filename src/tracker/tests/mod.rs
use std::sync::Arc;

use async_trait::async_trait;
use parking_lot::Mutex;

use crate::chain::{
    ActionRequest, ChainClient, ChainError, DispatchError, StaticWallet, StatusSender, Submitted,
    TxStatus, TxStatusStream,
};
use crate::config::TrackerConfig;
use crate::projector::{ConfirmedTotals, VoteTotals};
use crate::tracker::OptimisticTracker;


/// Chain client whose submissions are resolved by hand from the test
#[derive(Default)]
pub struct ManualChain {
    submissions: Mutex<Vec<(ActionRequest, StatusSender)>>,
}

impl ManualChain {
    pub fn submitted(&self) -> usize {
        self.submissions.lock().len()
    }

    pub fn request(&self, index: usize) -> ActionRequest {
        self.submissions.lock()[index].0.clone()
    }

    pub fn push(&self, index: usize, status: TxStatus) {
        self.submissions.lock()[index].1.send(status);
    }

    pub fn finalize(&self, index: usize) {
        self.push(index, TxStatus::InBlock {
            block_hash: format!("0xb{}", index),
            dispatch_error: None,
        });
        self.push(index, finalized(index, None));
    }

    pub fn reject(&self, index: usize, err: DispatchError) {
        self.push(index, TxStatus::InBlock {
            block_hash: format!("0xb{}", index),
            dispatch_error: Some(err),
        });
    }

    /// Wait until the spawned submission tasks have reached the client
    pub async fn wait_for(&self, count: usize) {
        while self.submitted() < count {
            tokio::task::yield_now().await;
        }
    }
}

#[async_trait]
impl ChainClient for ManualChain {
    async fn submit(&self, request: ActionRequest) -> Result<Submitted, ChainError> {
        let (sender, statuses) = TxStatusStream::channel();
        let mut submissions = self.submissions.lock();
        let tx_hash = format!("0xtx{}", submissions.len());
        submissions.push((request, sender));
        Ok(Submitted { tx_hash, statuses })
    }

    async fn confirmed_totals(&self, _subject_id: &str) -> Result<ConfirmedTotals, ChainError> {
        Ok(ConfirmedTotals::Votes(VoteTotals::default()))
    }
}

pub fn finalized(index: usize, dispatch_error: Option<DispatchError>) -> TxStatus {
    TxStatus::Finalized {
        block_hash: format!("0xf{}", index),
        dispatch_error,
    }
}

pub fn manual_tracker(config: TrackerConfig) -> (OptimisticTracker, Arc<ManualChain>, Arc<StaticWallet>) {
    let chain = Arc::new(ManualChain::default());
    let wallet = Arc::new(StaticWallet::connected("A"));
    let tracker = OptimisticTracker::new(chain.clone(), wallet.clone(), config);
    (tracker, chain, wallet)
}

/// Let spawned tasks run without moving the paused clock
pub async fn settle() {
    for _ in 0..10 {
        tokio::task::yield_now().await;
    }
}
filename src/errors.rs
use std::fmt;
use std::io;

use thiserror::Error;

use crate::chain::ChainError;
use crate::config::ConfigError;

/// Precondition failures raised by the tracker before any entry is created
#[derive(Debug, Clone, PartialEq, Eq, Error)]
pub enum TrackerError {
    #[error("Wallet not connected")]
    NotConnected,

    #[error("Invalid payload: {0}")]
    InvalidPayload(String),

    #[error("No failed action to retry for {0}")]
    UnknownEntry(String),
}

#[derive(Debug)]
pub enum BlueHoleError {
    Tracker(TrackerError),
    Chain(ChainError),
    Config(ConfigError),
    Serialization(String),
    IoError(io::Error),
}

impl From<TrackerError> for BlueHoleError {
    fn from(err: TrackerError) -> Self {
        BlueHoleError::Tracker(err)
    }
}

impl From<ChainError> for BlueHoleError {
    fn from(err: ChainError) -> Self {
        BlueHoleError::Chain(err)
    }
}

impl From<ConfigError> for BlueHoleError {
    fn from(err: ConfigError) -> Self {
        BlueHoleError::Config(err)
    }
}

impl From<serde_json::Error> for BlueHoleError {
    fn from(err: serde_json::Error) -> Self {
        BlueHoleError::Serialization(err.to_string())
    }
}

impl From<toml::ser::Error> for BlueHoleError {
    fn from(err: toml::ser::Error) -> Self {
        BlueHoleError::Serialization(err.to_string())
    }
}

impl From<io::Error> for BlueHoleError {
    fn from(err: io::Error) -> Self {
        BlueHoleError::IoError(err)
    }
}

impl fmt::Display for BlueHoleError {
    fn fmt(&self, f: &mut fmt::Formatter<'_>) -> fmt::Result {
        match self {
            BlueHoleError::Tracker(err) => write!(f, "Tracker error: {}", err),
            BlueHoleError::Chain(err) => write!(f, "Chain error: {}", err),
            BlueHoleError::Config(err) => write!(f, "Configuration error: {}", err),
            BlueHoleError::Serialization(msg) => write!(f, "Serialization error: {}", msg),
            BlueHoleError::IoError(err) => write!(f, "IO error: {}", err),
        }
    }
}

impl std::error::Error for BlueHoleError {}

pub type Result<T> = std::result::Result<T, BlueHoleError>;
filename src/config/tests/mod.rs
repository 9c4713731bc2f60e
mod loader_tests;
mod validation_tests;
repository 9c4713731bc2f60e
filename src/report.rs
//! Human-friendly rendering of tracker state for the CLI

use colored::*;
use prettytable::{format, row, Table};

use crate::errors::Result;
use crate::projector::Aggregate;
use crate::toasts::{Toast, ToastStatus};
use crate::tracker::types::{ActionState, PendingAction};
use crate::utils::format_time_diff;

#[derive(Debug, Clone, Copy, PartialEq, Eq)]
pub enum OutputFormat {
    Table,
    Json,
}

fn colored_state(state: ActionState) -> ColoredString {
    match state {
        ActionState::Pending => state.to_string().yellow(),
        ActionState::Confirmed => state.to_string().green(),
        ActionState::Failed => state.to_string().red().bold(),
    }
}

/// Table of entries, one row per (subject, actor)
pub fn entries_table(entries: &[PendingAction]) -> Table {
    let mut table = Table::new();
    table.set_format(*format::consts::FORMAT_NO_BORDER_LINE_SEPARATOR);
    table.set_titles(row!["Subject", "Actor", "Kind", "Payload", "State", "Age", "Result"]);

    for entry in entries {
        let age = format_time_diff(entry.created_at.timestamp_millis().max(0) as u64, true);
        let result = match (&entry.failure_reason, &entry.result_ref) {
            (Some(reason), _) => reason.clone(),
            (None, Some(tx)) => tx.clone(),
            (None, None) => "-".to_string(),
        };
        table.add_row(row![
            entry.subject_id,
            entry.actor_id,
            entry.kind,
            entry.payload,
            colored_state(entry.state),
            age,
            result
        ]);
    }

    table
}

pub fn render_entries(entries: &[PendingAction], output: OutputFormat) -> Result<String> {
    match output {
        OutputFormat::Json => Ok(serde_json::to_string_pretty(entries)?),
        OutputFormat::Table if entries.is_empty() => Ok("(no tracked actions)\n".dimmed().to_string()),
        OutputFormat::Table => Ok(entries_table(entries).to_string()),
    }
}

pub fn render_aggregate(label: &str, aggregate: &Aggregate, output: OutputFormat) -> Result<String> {
    if output == OutputFormat::Json {
        return Ok(serde_json::to_string_pretty(aggregate)?);
    }

    let body = match aggregate {
        Aggregate::Votes(tally) => format!(
            "aye {} | nay {} | abstain {} | total {} | {:.2}% approval",
            tally.aye.to_string().green(),
            tally.nay.to_string().red(),
            tally.abstain,
            tally.total,
            tally.approval_percentage
        ),
        Aggregate::Approvals(count) => format!(
            "{} approvals | {} rejections",
            count.approvals.to_string().green(),
            count.rejections.to_string().red()
        ),
    };
    Ok(format!("{} {}", format!("{}:", label).bold(), body))
}

pub fn render_toasts(toasts: &[Toast]) -> String {
    let mut output = String::new();
    for toast in toasts {
        let marker = match toast.status {
            ToastStatus::Pending => "…".yellow(),
            ToastStatus::Success => "✔".green(),
            ToastStatus::Error => "✘".red(),
        };
        output.push_str(&format!("{} [{}] {} ({})", marker, toast.id, toast.title, toast.key));
        if let Some(message) = &toast.message {
            output.push_str(&format!(": {}", message));
        }
        if toast.can_retry() {
            output.push_str(&format!(" {}", "[retry]".cyan()));
        }
        output.push('\n');
    }
    output
}
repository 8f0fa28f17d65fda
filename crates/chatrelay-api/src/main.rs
//! chatrelay entry point.
//!
//! Binary name: `chatrelay`
//!
//! Parses CLI arguments, sets up tracing, then either serves the relay,
//! checks credentials, or acts as a one-shot client of a running relay.

mod cli;
mod client;
mod supervisor;

use clap::Parser;

use chatrelay_infra::config::resolve_startup_config;
use chatrelay_observe::tracing_setup::{init_tracing, shutdown_tracing, verbosity_directive};

use cli::{Cli, Commands};

fn main() -> anyhow::Result<()> {
    let cli = Cli::parse();
    let runtime = supervisor::build_runtime()?;

    let result = runtime.block_on(async {
        init_tracing(verbosity_directive(cli.verbose, cli.quiet), cli.otel)
            .map_err(|e| anyhow::anyhow!(e))?;
        run(cli).await
    });

    shutdown_tracing();
    supervisor::shutdown_runtime(runtime);
    result
}

async fn run(cli: Cli) -> anyhow::Result<()> {
    match cli.command.as_ref().unwrap_or(&Commands::Serve) {
        Commands::Serve => {
            let config = resolve_startup_config(&cli.overrides(), |k| std::env::var(k).ok()).await?;
            supervisor::serve(config).await
        }

        Commands::Check => {
            let config = resolve_startup_config(&cli.overrides(), |k| std::env::var(k).ok()).await?;
            supervisor::check(&config).await
        }

        Commands::Send { text, addr } => {
            let (text, addr) = (text.clone(), addr.clone());
            tokio::task::spawn_blocking(move || client::send(&addr, &text)).await?
        }

        Commands::History { addr } => {
            let addr = addr.clone();
            let history = tokio::task::spawn_blocking(move || client::history(&addr)).await??;
            println!("{history}");
            Ok(())
        }
    }
}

☆ ☆ ☆

DESCRIPTION OF THE TASK: Both the first line of the data above and the line with "reached the client" must be included; please return exactly those lines and the ones between them.

TASK ANSWER:
filename src/tracker/tests/mod.rs
use std::sync::Arc;

use async_trait::async_trait;
use parking_lot::Mutex;

use crate::chain::{
    ActionRequest, ChainClient, ChainError, DispatchError, StaticWallet, StatusSender, Submitted,
    TxStatus, TxStatusStream,
};
use crate::config::TrackerConfig;
use crate::projector::{ConfirmedTotals, VoteTotals};
use crate::tracker::OptimisticTracker;


/// Chain client whose submissions are resolved by hand from the test
#[derive(Default)]
pub struct ManualChain {
    submissions: Mutex<Vec<(ActionRequest, StatusSender)>>,
}

impl ManualChain {
    pub fn submitted(&self) -> usize {
        self.submissions.lock().len()
    }

    pub fn request(&self, index: usize) -> ActionRequest {
        self.submissions.lock()[index].0.clone()
    }

    pub fn push(&self, index: usize, status: TxStatus) {
        self.submissions.lock()[index].1.send(status);
    }

    pub fn finalize(&self, index: usize) {
        self.push(index, TxStatus::InBlock {
            block_hash: format!("0xb{}", index),
            dispatch_error: None,
        });
        self.push(index, finalized(index, None));
    }

    pub fn reject(&self, index: usize, err: DispatchError) {
        self.push(index, TxStatus::InBlock {
            block_hash: format!("0xb{}", index),
            dispatch_error: Some(err),
        });
    }

    /// Wait until the spawned submission tasks have reached the client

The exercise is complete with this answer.